● **Task brief**: The answer must be a single number: the count of lines in the listing that hold the string "instead".

-.-.-

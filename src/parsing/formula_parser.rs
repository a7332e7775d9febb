//! Recursive-descent parser for the query grammar (§6): `{config} formula;`,
//! `{config} P(f) <op> <rational> [evidence];`, and the five Layer 3 calls.
//!
//! Precedence, tightest to loosest (an implementer decision recorded in `SPEC_FULL.md`'s Open
//! Question resolutions, since §6 only pins down `!` binding tighter than the binaries and `=>`
//! being right-associative and loosest): `!`, `&&`, `||`, `==`/`!=`, `=>`. Mirrors the teacher's
//! `preprocessing::parser` precedence-ladder style (`parse_1_hybrid -> parse_2_iff -> ...`),
//! just over this grammar instead of HCTL's.
use super::tokenizer::{tokenize, Token};
use crate::ast::{BoolEvidence, CmpOp, Formula, Layer2Expr, ProbComparison, ProbEvidence, Query};
use crate::rational::parse_rational;
use indexmap::IndexMap;

struct Parser {
    tokens: Vec<Token>,
    pos: usize,
}

impl Parser {
    fn peek(&self) -> Option<&Token> {
        self.tokens.get(self.pos)
    }

    fn next(&mut self) -> Option<Token> {
        let t = self.tokens.get(self.pos).cloned();
        self.pos += 1;
        t
    }

    fn expect(&mut self, tok: &Token) -> Result<(), String> {
        match self.next() {
            Some(ref t) if t == tok => Ok(()),
            Some(other) => Err(format!("expected `{tok:?}`, found `{other:?}`")),
            None => Err(format!("expected `{tok:?}`, found end of input")),
        }
    }

    fn expect_ident(&mut self) -> Result<String, String> {
        match self.next() {
            Some(Token::Ident(name)) => Ok(name),
            Some(other) => Err(format!("expected an identifier, found `{other:?}`")),
            None => Err("expected an identifier, found end of input".to_string()),
        }
    }

    fn expect_number(&mut self) -> Result<String, String> {
        match self.next() {
            Some(Token::Number(text)) => Ok(text),
            Some(other) => Err(format!("expected a number, found `{other:?}`")),
            None => Err("expected a number, found end of input".to_string()),
        }
    }

    fn at_ident_ci(&self, word: &str) -> bool {
        matches!(self.peek(), Some(Token::Ident(name)) if name.eq_ignore_ascii_case(word))
    }

    fn peek_is(&self, tok: &Token) -> bool {
        self.peek() == Some(tok)
    }

    // --- config / evidence maps ---

    fn parse_bool_bool(&mut self) -> Result<bool, String> {
        match self.expect_number()?.as_str() {
            "1" => Ok(true),
            "0" => Ok(false),
            other => Err(format!("expected `0` or `1`, found `{other}`")),
        }
    }

    fn parse_braced_config(&mut self) -> Result<IndexMap<String, bool>, String> {
        self.expect(&Token::LBrace)?;
        let mut map = IndexMap::new();
        if self.peek_is(&Token::RBrace) {
            self.next();
            return Ok(map);
        }
        loop {
            let name = self.expect_ident()?;
            self.expect(&Token::Colon)?;
            let value = self.parse_bool_bool()?;
            if map.insert(name.clone(), value).is_some() {
                return Err(format!("duplicate configuration key `{name}`"));
            }
            match self.next() {
                Some(Token::Comma) => continue,
                Some(Token::RBrace) => break,
                other => return Err(format!("expected `,` or `}}` in configuration, found `{other:?}`")),
            }
        }
        Ok(map)
    }

    fn parse_bracketed_bool_evidence(&mut self) -> Result<BoolEvidence, String> {
        self.expect(&Token::LBracket)?;
        let mut map = IndexMap::new();
        if self.peek_is(&Token::RBracket) {
            self.next();
            return Ok(map);
        }
        loop {
            let name = self.expect_ident()?;
            self.expect(&Token::Colon)?;
            let value = self.parse_bool_bool()?;
            if map.insert(name.clone(), value).is_some() {
                return Err(format!("duplicate evidence key `{name}` in a single scope"));
            }
            match self.next() {
                Some(Token::Comma) => continue,
                Some(Token::RBracket) => break,
                other => return Err(format!("expected `,` or `]` in evidence, found `{other:?}`")),
            }
        }
        Ok(map)
    }

    fn parse_bracketed_prob_evidence(&mut self) -> Result<ProbEvidence, String> {
        self.expect(&Token::LBracket)?;
        let mut map = IndexMap::new();
        if self.peek_is(&Token::RBracket) {
            self.next();
            return Ok(map);
        }
        loop {
            let name = self.expect_ident()?;
            self.expect(&Token::Equals)?;
            let text = self.expect_number()?;
            let value = parse_rational(&text)?;
            if map.insert(name.clone(), value).is_some() {
                return Err(format!("duplicate evidence key `{name}` in a single scope"));
            }
            match self.next() {
                Some(Token::Comma) => continue,
                Some(Token::RBracket) => break,
                other => return Err(format!("expected `,` or `]` in evidence, found `{other:?}`")),
            }
        }
        Ok(map)
    }

    // --- formula (boolean) grammar ---

    fn parse_formula_imp(&mut self) -> Result<Formula, String> {
        let left = self.parse_formula_eq()?;
        if self.peek_is(&Token::FatArrow) {
            self.next();
            let right = self.parse_formula_imp()?;
            Ok(Formula::mk_imp(left, right))
        } else {
            Ok(left)
        }
    }

    fn parse_formula_eq(&mut self) -> Result<Formula, String> {
        let mut left = self.parse_formula_or()?;
        loop {
            match self.peek() {
                Some(Token::EqEq) => {
                    self.next();
                    let right = self.parse_formula_or()?;
                    left = Formula::mk_iff(left, right);
                }
                Some(Token::NotEq) => {
                    self.next();
                    let right = self.parse_formula_or()?;
                    left = Formula::mk_xor(left, right);
                }
                _ => break,
            }
        }
        Ok(left)
    }

    fn parse_formula_or(&mut self) -> Result<Formula, String> {
        let mut left = self.parse_formula_and()?;
        while self.peek_is(&Token::OrOr) {
            self.next();
            let right = self.parse_formula_and()?;
            left = Formula::mk_or(left, right);
        }
        Ok(left)
    }

    fn parse_formula_and(&mut self) -> Result<Formula, String> {
        let mut left = self.parse_formula_not()?;
        while self.peek_is(&Token::AndAnd) {
            self.next();
            let right = self.parse_formula_not()?;
            left = Formula::mk_and(left, right);
        }
        Ok(left)
    }

    fn parse_formula_not(&mut self) -> Result<Formula, String> {
        if self.peek_is(&Token::Bang) {
            self.next();
            let inner = self.parse_formula_not()?;
            Ok(Formula::mk_not(inner))
        } else {
            self.parse_formula_postfix()
        }
    }

    /// A primary formula followed by zero or more `[x:1, ...]` brackets, each wrapping the
    /// formula parsed so far — the leftmost bracket binds directly to the atom (innermost scope,
    /// shadowing any outer bracket), later brackets wrap outward.
    fn parse_formula_postfix(&mut self) -> Result<Formula, String> {
        let mut result = self.parse_formula_primary()?;
        while self.peek_is(&Token::LBracket) {
            let evidence = self.parse_bracketed_bool_evidence()?;
            result = Formula::WithBooleanEvidence(Box::new(result), evidence);
        }
        Ok(result)
    }

    fn parse_formula_primary(&mut self) -> Result<Formula, String> {
        match self.peek() {
            Some(Token::Number(text)) => {
                let b = match text.as_str() {
                    "1" => true,
                    "0" => false,
                    other => return Err(format!("expected `0` or `1`, found `{other}`")),
                };
                self.next();
                Ok(Formula::Const(b))
            }
            Some(Token::LParen) => {
                self.next();
                let inner = self.parse_formula_imp()?;
                self.expect(&Token::RParen)?;
                Ok(inner)
            }
            Some(Token::Ident(name)) if name.eq_ignore_ascii_case("MRS") => {
                self.next();
                self.expect(&Token::LParen)?;
                let inner = self.parse_formula_imp()?;
                self.expect(&Token::RParen)?;
                Ok(Formula::Mrs(Box::new(inner)))
            }
            Some(Token::Ident(_)) => {
                let name = self.expect_ident()?;
                Ok(Formula::NodeAtom(name))
            }
            other => Err(format!("expected a formula, found `{other:?}`")),
        }
    }

    // --- Layer 2 probability-expression grammar ---

    fn parse_cmp_op(&mut self) -> Result<CmpOp, String> {
        match self.next() {
            Some(Token::Ge) => Ok(CmpOp::Ge),
            Some(Token::Gt) => Ok(CmpOp::Gt),
            Some(Token::Le) => Ok(CmpOp::Le),
            Some(Token::Lt) => Ok(CmpOp::Lt),
            Some(Token::EqEq) => Ok(CmpOp::Eq),
            Some(Token::NotEq) => Ok(CmpOp::Ne),
            other => Err(format!("expected a comparison operator, found `{other:?}`")),
        }
    }

    fn parse_layer2_imp(&mut self) -> Result<Layer2Expr, String> {
        let left = self.parse_layer2_eq()?;
        if self.peek_is(&Token::FatArrow) {
            self.next();
            let right = self.parse_layer2_imp()?;
            Ok(Layer2Expr::Imp(Box::new(left), Box::new(right)))
        } else {
            Ok(left)
        }
    }

    fn parse_layer2_eq(&mut self) -> Result<Layer2Expr, String> {
        let mut left = self.parse_layer2_or()?;
        loop {
            match self.peek() {
                Some(Token::EqEq) => {
                    self.next();
                    let right = self.parse_layer2_or()?;
                    left = Layer2Expr::Iff(Box::new(left), Box::new(right));
                }
                Some(Token::NotEq) => {
                    self.next();
                    let right = self.parse_layer2_or()?;
                    left = Layer2Expr::Xor(Box::new(left), Box::new(right));
                }
                _ => break,
            }
        }
        Ok(left)
    }

    fn parse_layer2_or(&mut self) -> Result<Layer2Expr, String> {
        let mut left = self.parse_layer2_and()?;
        while self.peek_is(&Token::OrOr) {
            self.next();
            let right = self.parse_layer2_and()?;
            left = Layer2Expr::Or(Box::new(left), Box::new(right));
        }
        Ok(left)
    }

    fn parse_layer2_and(&mut self) -> Result<Layer2Expr, String> {
        let mut left = self.parse_layer2_not()?;
        while self.peek_is(&Token::AndAnd) {
            self.next();
            let right = self.parse_layer2_not()?;
            left = Layer2Expr::And(Box::new(left), Box::new(right));
        }
        Ok(left)
    }

    fn parse_layer2_not(&mut self) -> Result<Layer2Expr, String> {
        if self.peek_is(&Token::Bang) {
            self.next();
            let inner = self.parse_layer2_not()?;
            Ok(Layer2Expr::Not(Box::new(inner)))
        } else {
            self.parse_layer2_primary()
        }
    }

    fn parse_layer2_primary(&mut self) -> Result<Layer2Expr, String> {
        if self.at_ident_ci("P") {
            self.next();
            self.expect(&Token::LParen)?;
            let formula = self.parse_formula_imp()?;
            self.expect(&Token::RParen)?;
            let op = self.parse_cmp_op()?;
            let text = self.expect_number()?;
            let threshold = parse_rational(&text)?;
            let local_evidence = if self.peek_is(&Token::LBracket) {
                self.parse_bracketed_prob_evidence()?
            } else {
                ProbEvidence::new()
            };
            return Ok(Layer2Expr::Compare(ProbComparison { formula, op, threshold, local_evidence }));
        }
        if self.peek_is(&Token::LParen) {
            self.next();
            let inner = self.parse_layer2_imp()?;
            self.expect(&Token::RParen)?;
            let mut result = inner;
            while self.peek_is(&Token::LBracket) {
                let evidence = self.parse_bracketed_prob_evidence()?;
                result = Layer2Expr::WithProbabilityEvidence(Box::new(result), evidence);
            }
            return Ok(result);
        }
        Err(format!("expected `P(...)` or `(...)`, found `{:?}`", self.peek()))
    }

    // --- top-level query dispatch ---

    fn parse_query(&mut self) -> Result<Query, String> {
        if self.peek_is(&Token::LBrace) {
            let config = self.parse_braced_config()?;
            if self.at_ident_ci("P") {
                let expr = self.parse_layer2_imp()?;
                return Ok(Query::Probability { config, expr });
            }
            // `[[formula]]` (double brackets) selects Layer 1's "compute all" mode instead of a
            // single yes/no check (§1's "enumerate the minimal configurations"); the tokenizer has
            // no distinct double-bracket token, so this is just two adjacent `LBracket`s.
            if self.peek_is(&Token::LBracket) && self.tokens.get(self.pos + 1) == Some(&Token::LBracket) {
                self.next();
                self.next();
                let formula = self.parse_formula_imp()?;
                self.expect(&Token::RBracket)?;
                self.expect(&Token::RBracket)?;
                return Ok(Query::MinimalConfigs { config, formula });
            }
            let formula = self.parse_formula_imp()?;
            return Ok(Query::Boolean { config, formula });
        }

        if let Some(Token::Ident(name)) = self.peek() {
            let name = name.clone();
            let ctor: Option<fn(String, BoolEvidence) -> Query> = if name.eq_ignore_ascii_case("MostRiskyA") {
                Some(|object, evidence| Query::MostRiskyAttack { object, evidence })
            } else if name.eq_ignore_ascii_case("MostRiskyF") {
                Some(|object, evidence| Query::MostRiskyFault { object, evidence })
            } else if name.eq_ignore_ascii_case("OptimalConf") {
                Some(|object, evidence| Query::OptimalConf { object, evidence })
            } else if name.eq_ignore_ascii_case("MaxTotalRisk") {
                Some(|object, evidence| Query::MaxTotalRisk { object, evidence })
            } else if name.eq_ignore_ascii_case("MinTotalRisk") {
                Some(|object, evidence| Query::MinTotalRisk { object, evidence })
            } else {
                None
            };
            if let Some(ctor) = ctor {
                self.next();
                self.expect(&Token::LParen)?;
                let object = self.expect_ident()?;
                self.expect(&Token::RParen)?;
                let evidence = if self.peek_is(&Token::LBracket) {
                    self.parse_bracketed_bool_evidence()?
                } else {
                    BoolEvidence::new()
                };
                return Ok(ctor(object, evidence));
            }
        }

        Err(format!("expected a query, found `{:?}`", self.peek()))
    }
}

-.-.-

● **Task response**: 2